= WHAT YOU ARE ASKED TO DO =
Begin with the first line of the entries below. Copy each line exactly, stopping after the one that contains "counts as passed.".

-------- PROVIDED MATERIAL

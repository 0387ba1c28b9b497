//! Unit tests for rd-core primitives.

#[cfg(test)]
mod ids {
    use crate::{BuildingId, CitizenId};

    #[test]
    fn index_cast() {
        let id = CitizenId(42);
        assert_eq!(id.index(), 42);
        assert_eq!(usize::from(id), 42);
    }

    #[test]
    fn ordering() {
        assert!(CitizenId(0) < CitizenId(1));
        assert!(BuildingId(100) > BuildingId(99));
    }

    #[test]
    fn zero_is_the_none_sentinel() {
        assert!(CitizenId::NONE.is_none());
        assert!(BuildingId::NONE.is_none());
        assert!(CitizenId(1).is_some());
        assert_eq!(CitizenId::default(), CitizenId::NONE);
    }

    #[test]
    fn display() {
        assert_eq!(CitizenId(7).to_string(), "CitizenId(7)");
        assert_eq!(BuildingId(3).to_string(), "BuildingId(3)");
    }
}

#[cfg(test)]
mod time {
    use crate::time::{MINUTES_PER_DAY, MINUTES_PER_HOUR};
    use crate::{DayClock, SimTime};

    #[test]
    fn day_and_weekday() {
        let t = SimTime::from_day_hour(0, 12.0);
        assert_eq!(t.day(), 0);
        assert_eq!(t.weekday(), 0); // Monday
        assert!(!t.is_weekend());

        let sat = SimTime::from_day_hour(5, 3.0);
        assert_eq!(sat.weekday(), 5);
        assert!(sat.is_weekend());

        let next_mon = SimTime::from_day_hour(7, 0.0);
        assert_eq!(next_mon.weekday(), 0);
    }

    #[test]
    fn hour_of_day_resolution() {
        let t = SimTime(MINUTES_PER_DAY + 9 * MINUTES_PER_HOUR + 30);
        assert!((t.hour_of_day() - 9.5).abs() < 1e-6);
    }

    #[test]
    fn add_hours_saturates_at_zero() {
        let t = SimTime::from_day_hour(0, 1.0);
        assert_eq!(t.add_hours(-2.0), SimTime::ZERO);
        assert_eq!(t.add_hours(1.5), SimTime::from_day_hour(0, 2.5));
    }

    #[test]
    fn future_hour_today_or_tomorrow() {
        let noon = SimTime::from_day_hour(2, 12.0);
        // Still ahead today.
        assert_eq!(noon.future_hour(18.0), SimTime::from_day_hour(2, 18.0));
        // Already passed: same hour tomorrow.
        assert_eq!(noon.future_hour(9.0), SimTime::from_day_hour(3, 9.0));
        // Exactly now counts as passed.
        assert_eq!(noon.future_hour(12.0), SimTime::from_day_hour(3, 12.0));
    }

    #[test]
    fn hours_until_is_signed() {
        let a = SimTime::from_day_hour(0, 10.0);
        let b = SimTime::from_day_hour(0, 12.5);
        assert!((a.hours_until(b) - 2.5).abs() < 1e-6);
        assert!((b.hours_until(a) + 2.5).abs() < 1e-6);
    }

    #[test]
    fn display() {
        let t = SimTime::from_day_hour(1, 9.5);
        assert_eq!(t.to_string(), "day 1 09:30");
    }

    #[test]
    fn clock_night_window() {
        let evening = DayClock::new(SimTime::from_day_hour(0, 22.5), 6.0, 22.0, true);
        assert!(evening.is_night());
        let dawn = DayClock::new(SimTime::from_day_hour(0, 5.0), 6.0, 22.0, true);
        assert!(dawn.is_night());
        let noon = DayClock::new(SimTime::from_day_hour(0, 12.0), 6.0, 22.0, true);
        assert!(!noon.is_night());
    }

    #[test]
    fn clock_weekend_gate() {
        let sat = SimTime::from_day_hour(5, 10.0);
        assert!(DayClock::new(sat, 6.0, 22.0, true).is_weekend());
        assert!(!DayClock::new(sat, 6.0, 22.0, false).is_weekend());
    }
}

#[cfg(test)]
mod rng {
    use crate::SimRng;

    #[test]
    fn deterministic_same_seed() {
        let mut r1 = SimRng::new(12345);
        let mut r2 = SimRng::new(12345);
        for _ in 0..100 {
            assert_eq!(r1.random_value(1000), r2.random_value(1000));
        }
    }

    #[test]
    fn should_occur_extremes() {
        let mut rng = SimRng::new(0);
        for _ in 0..100 {
            assert!(rng.should_occur(100));
            assert!(rng.should_occur(250));
            assert!(!rng.should_occur(0));
        }
    }

    #[test]
    fn should_occur_roughly_matches_quota() {
        let mut rng = SimRng::new(7);
        let hits = (0..10_000).filter(|_| rng.should_occur(30)).count();
        assert!((2_500..3_500).contains(&hits), "got {hits}");
    }

    #[test]
    fn random_value_bounds() {
        let mut rng = SimRng::new(1);
        assert_eq!(rng.random_value(0), 0);
        for _ in 0..1000 {
            assert!(rng.random_value(10) < 10);
        }
    }

    #[test]
    fn child_streams_diverge() {
        let mut parent = SimRng::new(1);
        let mut a = parent.child(0);
        let mut b = parent.child(1);
        let va: u64 = a.gen_range(0..u64::MAX);
        let vb: u64 = b.gen_range(0..u64::MAX);
        assert_ne!(va, vb);
    }
}

#[cfg(test)]
mod config {
    use crate::{SimulationConfig, LATEST_CONFIG_VERSION};

    #[test]
    fn defaults_are_valid() {
        let mut cfg = SimulationConfig::default();
        let before = cfg.clone();
        cfg.validate();
        assert_eq!(cfg, before, "defaults must survive validation unchanged");
    }

    #[test]
    fn validate_clamps_day_shape() {
        let mut cfg = SimulationConfig { wake_up_hour: 2.0, go_to_sleep_hour: 25.0, ..Default::default() };
        cfg.validate();
        assert_eq!(cfg.wake_up_hour, 4.0);
        assert_eq!(cfg.go_to_sleep_hour, 23.75);
    }

    #[test]
    fn validate_clamps_quotas() {
        let mut cfg = SimulationConfig {
            second_shift_quota: 0,
            night_shift_quota: 90,
            shopping_for_fun_quota: 80,
            lunch_quota: 150,
            ..Default::default()
        };
        cfg.validate();
        assert_eq!(cfg.second_shift_quota, 1);
        assert_eq!(cfg.night_shift_quota, 25);
        assert_eq!(cfg.shopping_for_fun_quota, 50);
        assert_eq!(cfg.lunch_quota, 100);
    }

    #[test]
    fn migrate_rescales_version_zero_shift_quotas() {
        let mut cfg = SimulationConfig {
            version: 0,
            second_shift_quota: 4,
            night_shift_quota: 2,
            ..Default::default()
        };
        cfg.migrate();
        assert_eq!(cfg.version, LATEST_CONFIG_VERSION);
        assert_eq!(cfg.second_shift_quota, 12); // 4 * 3.125 truncated
        assert_eq!(cfg.night_shift_quota, 6);
    }

    #[test]
    fn migrate_leaves_current_version_alone() {
        let mut cfg = SimulationConfig::default();
        let quotas = (cfg.second_shift_quota, cfg.night_shift_quota);
        cfg.migrate();
        assert_eq!((cfg.second_shift_quota, cfg.night_shift_quota), quotas);
    }
}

----------------

= RESULT BELOW =
repository 0387ba1c28b9b497
//! Unit tests for rd-core primitives.

#[cfg(test)]
mod ids {
    use crate::{BuildingId, CitizenId};

    #[test]
    fn index_cast() {
        let id = CitizenId(42);
        assert_eq!(id.index(), 42);
        assert_eq!(usize::from(id), 42);
    }

    #[test]
    fn ordering() {
        assert!(CitizenId(0) < CitizenId(1));
        assert!(BuildingId(100) > BuildingId(99));
    }

    #[test]
    fn zero_is_the_none_sentinel() {
        assert!(CitizenId::NONE.is_none());
        assert!(BuildingId::NONE.is_none());
        assert!(CitizenId(1).is_some());
        assert_eq!(CitizenId::default(), CitizenId::NONE);
    }

    #[test]
    fn display() {
        assert_eq!(CitizenId(7).to_string(), "CitizenId(7)");
        assert_eq!(BuildingId(3).to_string(), "BuildingId(3)");
    }
}

#[cfg(test)]
mod time {
    use crate::time::{MINUTES_PER_DAY, MINUTES_PER_HOUR};
    use crate::{DayClock, SimTime};

    #[test]
    fn day_and_weekday() {
        let t = SimTime::from_day_hour(0, 12.0);
        assert_eq!(t.day(), 0);
        assert_eq!(t.weekday(), 0); // Monday
        assert!(!t.is_weekend());

        let sat = SimTime::from_day_hour(5, 3.0);
        assert_eq!(sat.weekday(), 5);
        assert!(sat.is_weekend());

        let next_mon = SimTime::from_day_hour(7, 0.0);
        assert_eq!(next_mon.weekday(), 0);
    }

    #[test]
    fn hour_of_day_resolution() {
        let t = SimTime(MINUTES_PER_DAY + 9 * MINUTES_PER_HOUR + 30);
        assert!((t.hour_of_day() - 9.5).abs() < 1e-6);
    }

    #[test]
    fn add_hours_saturates_at_zero() {
        let t = SimTime::from_day_hour(0, 1.0);
        assert_eq!(t.add_hours(-2.0), SimTime::ZERO);
        assert_eq!(t.add_hours(1.5), SimTime::from_day_hour(0, 2.5));
    }

    #[test]
    fn future_hour_today_or_tomorrow() {
        let noon = SimTime::from_day_hour(2, 12.0);
        // Still ahead today.
        assert_eq!(noon.future_hour(18.0), SimTime::from_day_hour(2, 18.0));
        // Already passed: same hour tomorrow.
        assert_eq!(noon.future_hour(9.0), SimTime::from_day_hour(3, 9.0));
        // Exactly now counts as passed.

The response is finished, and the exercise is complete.